Еще я заметила, что моя переделкинская «Милентьевна» и слушала и не слушала. У нее была какая-то своя мысль. Она только тогда смотрела на нас, когда был какой-то вопрос или когда что-то ее удивляло. Но и это очень мельком, а потом опять – вся в себя.
А я в своей Милентьевне на репетициях все время вертелась: кто говорит, на того и смотрю, головой киваю…
…Перед спектаклем «Деревянные кони», пока зрители рассаживались по местам, я сидела за кулисами в костюме моей Милентьевны и вспоминала Переделкино и двух старух, бредущих по дорожке. У одной за спину закинута рука открытой ладонью наружу. Вспоминала мою владимирскую бабушку, как она молилась перед закатом, вспоминала добрые поступки людей, вспоминала свое одинокое детство. Успокаивалась. Шла на сцену.
Мне повезло, что меня воспитывала бабушкастарообрядка, но ощутила я ее огромное влияние, когда ее уже не стало… Она меня учила молитвам, но вопрос веры – очень интимный. Я человек верующий, но не религиозный – не хожу в церковь, не соблюдаю ритуалы.
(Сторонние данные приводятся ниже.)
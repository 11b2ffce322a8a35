//! Tests for trial balance aggregation.

use std::collections::HashMap;

use chrono::NaiveDate;
use proptest::prelude::*;
use rust_decimal::Decimal;
use rust_decimal_macros::dec;
use tally_shared::types::AccountId;

use super::error::ReportRuleError;
use super::service::ReportService;
use super::types::{AccountSnapshot, PostedLine, TrialBalanceOptions};
use crate::account::AccountType;
use crate::ledger::EntryType;

fn date(y: i32, m: u32, d: u32) -> NaiveDate {
    NaiveDate::from_ymd_opt(y, m, d).unwrap()
}

fn snapshot(code: &str, account_type: AccountType) -> AccountSnapshot {
    AccountSnapshot {
        id: AccountId::new(),
        code: code.to_string(),
        name: format!("Account {code}"),
        account_type,
    }
}

fn posted(account: &AccountSnapshot, entry_type: EntryType, amount: Decimal) -> PostedLine {
    PostedLine {
        account_id: account.id,
        amount,
        entry_type,
    }
}

fn account_type_strategy() -> impl Strategy<Value = AccountType> {
    prop_oneof![
        Just(AccountType::Asset),
        Just(AccountType::Liability),
        Just(AccountType::Equity),
        Just(AccountType::Revenue),
        Just(AccountType::Expense),
    ]
}

proptest! {
    /// For any set of balanced entries over any accounts, the trial balance
    /// columns are exactly equal.
    #[test]
    fn prop_trial_balance_closure(
        types in prop::collection::vec(account_type_strategy(), 2..8),
        entries in prop::collection::vec(
            (any::<prop::sample::Index>(), any::<prop::sample::Index>(), 1i64..1_000_000i64),
            0..30,
        ),
    ) {
        let accounts: Vec<AccountSnapshot> = types
            .iter()
            .enumerate()
            .map(|(i, t)| snapshot(&format!("{}", 1000 + i), *t))
            .collect();

        let mut lines = Vec::new();
        for (debit_index, credit_index, cents) in entries {
            let amount = Decimal::new(cents, 2);
            lines.push(posted(&accounts[debit_index.index(accounts.len())], EntryType::Debit, amount));
            lines.push(posted(&accounts[credit_index.index(accounts.len())], EntryType::Credit, amount));
        }

        let balances = ReportService::accumulate(&lines);
        let report = ReportService::build_trial_balance(
            &TrialBalanceOptions::as_of(date(2026, 12, 31)),
            accounts,
            &balances,
        ).unwrap();

        prop_assert_eq!(report.total_debits, report.total_credits);
        for line in &report.lines {
            prop_assert!(line.debit >= Decimal::ZERO && line.credit >= Decimal::ZERO);
            prop_assert!(line.debit.is_zero() || line.credit.is_zero());
            prop_assert!(!(line.debit.is_zero() && line.credit.is_zero()));
        }
    }

    /// Net balance equals the difference of the two columns for any line set.
    #[test]
    fn prop_net_balance_matches_columns(
        lines in prop::collection::vec((any::<bool>(), 1i64..1_000_000i64), 0..20),
    ) {
        let account = snapshot("1000", AccountType::Asset);
        let posted_lines: Vec<PostedLine> = lines
            .iter()
            .map(|(is_debit, cents)| {
                posted(&account, EntryType::from_is_debit(*is_debit), Decimal::new(*cents, 2))
            })
            .collect();

        let net = ReportService::net_balance(&posted_lines);
        let (debit, credit, _) = ReportService::present(net, EntryType::Debit);
        prop_assert_eq!(debit - credit, net);
    }
}

#[test]
fn test_cash_sale_trial_balance() {
    let cash = snapshot("1000", AccountType::Asset);
    let revenue = snapshot("4000", AccountType::Revenue);
    let lines = vec![
        posted(&cash, EntryType::Debit, dec!(100.00)),
        posted(&revenue, EntryType::Credit, dec!(100.00)),
    ];

    let balances = ReportService::accumulate(&lines);
    let report = ReportService::build_trial_balance(
        &TrialBalanceOptions::as_of(date(2026, 1, 31)),
        vec![revenue.clone(), cash.clone()],
        &balances,
    )
    .unwrap();

    assert_eq!(report.lines.len(), 2);
    assert_eq!(report.lines[0].code, "1000");
    assert_eq!(report.lines[0].debit, dec!(100.00));
    assert_eq!(report.lines[0].credit, Decimal::ZERO);
    assert_eq!(report.lines[1].code, "4000");
    assert_eq!(report.lines[1].credit, dec!(100.00));
    assert!(!report.lines[1].abnormal);
    assert_eq!(report.total_debits, dec!(100.00));
    assert_eq!(report.total_credits, dec!(100.00));
    assert_eq!(report.report_date, date(2026, 1, 31));
}

#[test]
fn test_abnormal_balance_goes_to_opposite_column() {
    let cash = snapshot("1000", AccountType::Asset);
    let revenue = snapshot("4000", AccountType::Revenue);
    // Refund larger than sales: revenue carries a debit balance.
    let lines = vec![
        posted(&revenue, EntryType::Debit, dec!(30)),
        posted(&cash, EntryType::Credit, dec!(30)),
    ];

    let balances = ReportService::accumulate(&lines);
    let report = ReportService::build_trial_balance(
        &TrialBalanceOptions::as_of(date(2026, 1, 31)),
        vec![cash, revenue],
        &balances,
    )
    .unwrap();

    let cash_line = report.line_by_code("1000").unwrap();
    assert_eq!(cash_line.credit, dec!(30));
    assert!(cash_line.abnormal);

    let revenue_line = report.line_by_code("4000").unwrap();
    assert_eq!(revenue_line.debit, dec!(30));
    assert!(revenue_line.abnormal);
    assert_eq!(report.total_debits, report.total_credits);
}

#[test]
fn test_zero_balance_accounts() {
    let cash = snapshot("1000", AccountType::Asset);
    let revenue = snapshot("4000", AccountType::Revenue);
    let expense = snapshot("5000", AccountType::Expense);
    let lines = vec![
        posted(&cash, EntryType::Debit, dec!(50)),
        posted(&revenue, EntryType::Credit, dec!(50)),
    ];
    let balances = ReportService::accumulate(&lines);
    let accounts = vec![cash, revenue, expense.clone()];

    let report = ReportService::build_trial_balance(
        &TrialBalanceOptions::as_of(date(2026, 1, 31)),
        accounts.clone(),
        &balances,
    )
    .unwrap();
    assert!(report.line(expense.id).is_none());

    let report = ReportService::build_trial_balance(
        &TrialBalanceOptions::as_of(date(2026, 1, 31)).with_zero_balances(),
        accounts,
        &balances,
    )
    .unwrap();
    let line = report.line(expense.id).unwrap();
    assert_eq!(line.debit, Decimal::ZERO);
    assert_eq!(line.credit, Decimal::ZERO);
    assert!(!line.abnormal);
}

#[test]
fn test_account_netting_to_zero_is_omitted() {
    let cash = snapshot("1000", AccountType::Asset);
    let lines = vec![
        posted(&cash, EntryType::Debit, dec!(10)),
        posted(&cash, EntryType::Credit, dec!(10)),
    ];
    let balances = ReportService::accumulate(&lines);
    let report = ReportService::build_trial_balance(
        &TrialBalanceOptions::as_of(date(2026, 1, 31)),
        vec![cash],
        &balances,
    )
    .unwrap();
    assert!(report.lines.is_empty());
    assert_eq!(report.total_debits, Decimal::ZERO);
}

#[test]
fn test_invalid_range_rejected() {
    let options = TrialBalanceOptions::as_of(date(2026, 1, 1)).since(date(2026, 2, 1));
    let err = ReportService::build_trial_balance(&options, vec![], &HashMap::new()).unwrap_err();
    assert_eq!(
        err,
        ReportRuleError::InvalidDateRange {
            start: date(2026, 2, 1),
            end: date(2026, 1, 1)
        }
    );
    let app: tally_shared::AppError = err.into();
    assert_eq!(app.status_code(), 400);
}

#[test]
fn test_missing_account_makes_report_out_of_balance() {
    let cash = snapshot("1000", AccountType::Asset);
    let revenue = snapshot("4000", AccountType::Revenue);
    let lines = vec![
        posted(&cash, EntryType::Debit, dec!(100)),
        posted(&revenue, EntryType::Credit, dec!(100)),
    ];
    let balances = ReportService::accumulate(&lines);

    let accounts = vec![cash];
    let excluded = ReportService::excluded_balances(&accounts, &balances);
    assert_eq!(excluded, vec![(revenue.id, dec!(-100))]);

    let err = ReportService::build_trial_balance(
        &TrialBalanceOptions::as_of(date(2026, 1, 31)),
        accounts,
        &balances,
    )
    .unwrap_err();
    assert!(matches!(err, ReportRuleError::OutOfBalance { .. }));
    let app: tally_shared::AppError = err.into();
    assert!(app.is_internal());
}

#[test]
fn test_net_balance_is_raw_signed() {
    let revenue = snapshot("4000", AccountType::Revenue);
    let lines = vec![
        posted(&revenue, EntryType::Credit, dec!(100)),
        posted(&revenue, EntryType::Debit, dec!(20)),
    ];
    assert_eq!(ReportService::net_balance(&lines), dec!(-80));
    assert_eq!(ReportService::net_balance(&Vec::<PostedLine>::new()), Decimal::ZERO);
}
Одно время я страшно интересовалась всякими эзотерическими учениями. Даже выяснилось, что я могу лечить, передавая свою энергию: не сама, а как медиум. В свое время недалеко от театра «Современник», в Фурманном переулке, была открыта лаборатория под эгидой академика Спиркина. Там собирались экстрасенсы. Я пришла туда, меня проверили и отправили вместе с сильнейшим экстрасенсом Носовым и его женой Светланой лечить людей. Я сидела в углу и «подключала» им свою энергию.
И мечтала встретиться с Вангой, знаменитой болгарской ясновидящей…
Много лет назад мы были на гастролях в Болгарии, тогда же я снималась в фильме «Тиль Уленшпигель», где играла Катлин-ясновидящую. В фильме есть монолог-ясновидение, где Катлин предсказывает, что родится Карл, он будет такимто, а Тиль – таким-то. Как это играть?.. Начиталась Бодлера, а он пишет, что есть травы, которые, когда их куришь, одурманивают мозг – тоненькую рясочку самоанализа, мешающую окунуться в подсознание.
И когда снимали сцену ясновидения Катлин, я играла там полусон, транс, потусторонность.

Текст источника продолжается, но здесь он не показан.